Once we’re on the roof it can be a lottery as to how long it takes us to find the fault depending on what the fault may be. 

If the solar PV panel laminate backsheet is bubbled and full of water, or if the Junction Boxes fall apart as we lift a solar panel, we can find this fault reasonably quickly and if the same issue is with 2 or 3 or more panels on the same array then we are safe to say that the solar panels are on their way out and need replaced. 

However, less obvious may be PID where the voltage has essentially been sucked out of the solar panels gradually meaning the power output is at 80% or less of what it should be. 

Even less obvious may be that the gradual degradation of the laminate backsheet and frame are allowing condensation in which causes the system to go into standby until the moisture evaporates. 

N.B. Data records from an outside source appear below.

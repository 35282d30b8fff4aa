//! The session shape the fetcher and the dashboard header consume.

use serde::{Deserialize, Serialize};

/// Signed-in user identity, as the dashboard header renders it.
#[derive(Debug, Clone, PartialEq, Eq, Serialize, Deserialize)]
pub struct SessionUser {
    pub name: String,
    pub avatar_url: String,
}

/// An authenticated session: an opaque access token plus the identity it
/// belongs to. Issuance and storage of either are someone else's problem;
/// this is only the shape callers hand in.
#[derive(Debug, Clone, Default, PartialEq, Eq)]
pub struct Session {
    pub access_token: Option<String>,
    pub user: Option<SessionUser>,
}

impl Session {
    /// A session carrying only a token (identity resolved lazily).
    #[must_use]
    pub fn from_token(token: Option<String>) -> Self {
        Self {
            access_token: token,
            user: None,
        }
    }

    /// Whether a credential is present at all.
    #[must_use]
    pub fn is_authenticated(&self) -> bool {
        self.access_token.is_some()
    }
}

#[cfg(test)]
mod tests {
    use super::*;

    #[test]
    fn token_presence_defines_authentication() {
        assert!(!Session::default().is_authenticated());
        assert!(!Session::from_token(None).is_authenticated());
        assert!(Session::from_token(Some("gho_abc".to_string())).is_authenticated());
    }
}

Once we’ve identified the faulty solar panel(s) the next step is raising a warranty case with the manufacturer. And this can be a painful process. 

The worst companies we’ve ever supported a customer through a warranty case were Canadian Solar and LG. 

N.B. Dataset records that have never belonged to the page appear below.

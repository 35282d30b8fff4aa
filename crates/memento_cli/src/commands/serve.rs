use std::sync::Arc;

use memento::api::ApiState;
use memento::github::{GitHubClient, RepoLister};
use memento::session::Session;

use crate::ServeArgs;
use crate::config::Config;

/// Run the dashboard HTTP API until Ctrl+C.
pub(crate) async fn handle_serve(
    args: ServeArgs,
    config: &Config,
) -> Result<(), Box<dyn std::error::Error>> {
    let token = config.github_token();

    let lister: Option<Arc<dyn RepoLister>> = match &token {
        Some(token) => Some(Arc::new(GitHubClient::new(token)?)),
        None => {
            tracing::warn!(
                "no GitHub token configured; API requests will be rejected with 401. \
                 Run 'memento login' or set MEMENTO_GITHUB_TOKEN."
            );
            None
        }
    };

    let state = ApiState::new(Session::from_token(token), lister);
    let app = memento::api::router(state);

    let bind = args.bind.unwrap_or_else(|| config.server.bind.clone());
    let port = args.port.unwrap_or(config.server.port);

    let listener = tokio::net::TcpListener::bind((bind.as_str(), port)).await?;
    tracing::info!("dashboard API listening on http://{}", listener.local_addr()?);

    axum::serve(listener, app)
        .with_graceful_shutdown(shutdown_signal())
        .await?;

    Ok(())
}

async fn shutdown_signal() {
    tokio::signal::ctrl_c()
        .await
        .expect("Failed to install Ctrl+C handler");
    tracing::info!("shutdown requested");
}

In the case of Canadian Solar we found 3 panels with identical intercell connection faults causing the laminate backsheet to melt and showing up as no system operation. This was a 3-year-old system and after 6 months of back and forth Canadian Solar agreed to ship 3 replacement panels to the customer but the customer would have to pay the 300 Euro shipping fee. And none of the solar PV engineers time (ours) nor the scaffolding costs were covered.  The customer was concerned that more panels might fail and it took a further 6 months for Canadian Solar to agree to compensate the customer to replace all 28 of their panels. 

Another case with LG was one where the string of LG panels after a few years was causing Low Insulation Resistance. LG wouldn’t accept our test results after the first callout and wanted us to attend site and test every single panel which we duly did proving that the insulation resistance on most of the panels was below what would allos the system to work. LG wouldn’t accept the results again and then proceeded to gradually ignore the customer until the customer decided to cut their losses and change their solar panels at their own expense. 

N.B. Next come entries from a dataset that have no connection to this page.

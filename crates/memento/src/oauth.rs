//! GitHub OAuth Device Flow sign-in.
//!
//! 1. Request a device code from GitHub
//! 2. Show the user code and verification URL
//! 3. Poll the token endpoint until the user authorizes
//! 4. Hand the access token back to the caller for safekeeping
//!
//! ```ignore
//! use memento::oauth::DeviceAuthorization;
//!
//! let grant = DeviceAuthorization::request().await?;
//! println!("Visit {} and enter {}", grant.verification_uri, grant.user_code);
//! let token = grant.poll_token().await?;
//! ```

use std::time::Duration;

use reqwest::Client;
use serde::{Deserialize, Serialize};
use thiserror::Error;

/// Client ID of the MementoAI OAuth App. Public by design; it only
/// identifies the application to GitHub.
pub const CLIENT_ID: &str = "Ov23ctHkXQm4aPZn81Dw";

/// The dashboard lists private repositories and reads the user profile.
pub const SCOPE: &str = "repo read:user";

const DEVICE_CODE_URL: &str = "https://github.com/login/device/code";
const TOKEN_URL: &str = "https://github.com/login/oauth/access_token";

/// Errors during the device flow.
#[derive(Debug, Error)]
pub enum OAuthError {
    #[error("HTTP request failed: {0}")]
    Http(#[from] reqwest::Error),

    #[error("Failed to parse response: {0}")]
    Parse(String),

    #[error("Authorization expired. Please try again.")]
    Expired,

    #[error("Authorization was denied by the user.")]
    AccessDenied,

    #[error("Invalid device code. Please restart sign-in.")]
    InvalidDeviceCode,

    #[error("GitHub error: {0}")]
    GitHub(String),
}

/// An in-progress device authorization.
#[derive(Debug, Clone, Deserialize)]
pub struct DeviceAuthorization {
    /// Verification code sent back to GitHub while polling.
    pub device_code: String,
    /// Code the user enters at the verification URL.
    pub user_code: String,
    /// Where the user enters the code.
    pub verification_uri: String,
    /// Seconds until the device code expires.
    pub expires_in: u64,
    /// Minimum seconds between polls.
    pub interval: u64,
}

/// A granted access token.
#[derive(Debug, Clone, Deserialize, Serialize)]
pub struct AccessToken {
    pub access_token: String,
    pub token_type: String,
    /// Granted scopes, space-separated.
    pub scope: String,
}

#[derive(Debug, Deserialize)]
struct PollError {
    error: String,
    error_description: Option<String>,
    #[serde(default)]
    interval: Option<u64>,
}

#[derive(Debug, Deserialize)]
#[serde(untagged)]
enum PollResponse {
    Granted(AccessToken),
    Pending(PollError),
}

impl DeviceAuthorization {
    /// Start the flow with the default scope.
    pub async fn request() -> Result<Self, OAuthError> {
        Self::request_with_scope(SCOPE).await
    }

    /// Start the flow with an explicit scope.
    pub async fn request_with_scope(scope: &str) -> Result<Self, OAuthError> {
        let client = Client::new();

        let response = client
            .post(DEVICE_CODE_URL)
            .header("Accept", "application/json")
            .form(&[("client_id", CLIENT_ID), ("scope", scope)])
            .send()
            .await?;

        if !response.status().is_success() {
            let text = response.text().await.unwrap_or_default();
            return Err(OAuthError::GitHub(format!(
                "Failed to get device code: {text}"
            )));
        }

        response
            .json::<DeviceAuthorization>()
            .await
            .map_err(|e| OAuthError::Parse(e.to_string()))
    }

    /// Poll until the user authorizes, the code expires, or GitHub
    /// rejects the grant.
    pub async fn poll_token(&self) -> Result<AccessToken, OAuthError> {
        let client = Client::new();
        let mut interval = Duration::from_secs(self.interval);
        let deadline = std::time::Instant::now() + Duration::from_secs(self.expires_in);

        loop {
            if std::time::Instant::now() >= deadline {
                return Err(OAuthError::Expired);
            }

            tokio::time::sleep(interval).await;

            let response = client
                .post(TOKEN_URL)
                .header("Accept", "application/json")
                .form(&[
                    ("client_id", CLIENT_ID),
                    ("device_code", self.device_code.as_str()),
                    ("grant_type", "urn:ietf:params:oauth:grant-type:device_code"),
                ])
                .send()
                .await?;

            if !response.status().is_success() {
                let text = response.text().await.unwrap_or_default();
                return Err(OAuthError::GitHub(format!("Token request failed: {text}")));
            }

            let poll: PollResponse = response
                .json()
                .await
                .map_err(|e| OAuthError::Parse(e.to_string()))?;

            match poll {
                PollResponse::Granted(token) => return Ok(token),
                PollResponse::Pending(err) => match err.error.as_str() {
                    "authorization_pending" => continue,
                    "slow_down" => {
                        // GitHub may dictate a new interval; otherwise back
                        // off by the documented 5 seconds.
                        interval = err
                            .interval
                            .map(Duration::from_secs)
                            .unwrap_or(interval + Duration::from_secs(5));
                        continue;
                    }
                    "expired_token" => return Err(OAuthError::Expired),
                    "access_denied" => return Err(OAuthError::AccessDenied),
                    "incorrect_device_code" => return Err(OAuthError::InvalidDeviceCode),
                    _ => {
                        return Err(OAuthError::GitHub(
                            err.error_description.unwrap_or(err.error),
                        ));
                    }
                },
            }
        }
    }
}

#[cfg(test)]
mod tests {
    use super::*;

    #[test]
    fn device_authorization_deserializes() {
        let json = r#"{
            "device_code": "abc123",
            "user_code": "ABCD-1234",
            "verification_uri": "https://github.com/login/device",
            "expires_in": 900,
            "interval": 5
        }"#;

        let grant: DeviceAuthorization = serde_json::from_str(json).unwrap();
        assert_eq!(grant.user_code, "ABCD-1234");
        assert_eq!(grant.interval, 5);
    }

    #[test]
    fn granted_token_wins_over_pending_shape() {
        let json = r#"{
            "access_token": "gho_xxxxxxxxxxxx",
            "token_type": "bearer",
            "scope": "repo read:user"
        }"#;

        let poll: PollResponse = serde_json::from_str(json).unwrap();
        assert!(matches!(poll, PollResponse::Granted(t) if t.access_token == "gho_xxxxxxxxxxxx"));
    }

    #[test]
    fn pending_error_deserializes_with_optional_interval() {
        let json = r#"{ "error": "slow_down", "interval": 10 }"#;

        let poll: PollResponse = serde_json::from_str(json).unwrap();
        match poll {
            PollResponse::Pending(err) => {
                assert_eq!(err.error, "slow_down");
                assert_eq!(err.interval, Some(10));
                assert!(err.error_description.is_none());
            }
            PollResponse::Granted(_) => panic!("expected pending"),
        }
    }

    #[test]
    fn scope_covers_private_repos_and_profile() {
        assert!(SCOPE.contains("repo"));
        assert!(SCOPE.contains("read:user"));
    }
}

And I know I’ve singled out Canadian Solar and LG here but over the years we have seen every single manufacturer on the market have a failure with their panels.  Even the best manufacturers have failures. 

As you’ve seen from these cases, having a fault on the roof is expensive. You have multiple visits to site, roof inspections, scaffold costs, admin time with reports and evidence to manufacturers. System down time. Stress. Money, unanticipated expenses. More stress. 

So What Can I Do to Mitigate the Risk of Panel Failure: 

  1. Research who is the best? That’s not as easy as you think as most manufacturer’s claim to be the best! 
  2. Who stands by their product? Which warranty will cover labour and scaffold costs if their panel fails? 
  3. Which manufacturers are ethical and responsible?  

Of these 3 points, I know of only one solar panel manufacturer who offers a comprehensive warranty that covers labour and access costs and that SunPower – you can find out more about them here: 

We have tested their warranty, yes one of their panels failed recently, and they were good to their word and reimbursed all of costs with no cost to the customer. Happy days. 

They also have Cradle2Cradle certification and are a market leader in their manufacturing processes and supply chain to minimise their environmental impact and ensure there’s not a high environmental or social cost to their product.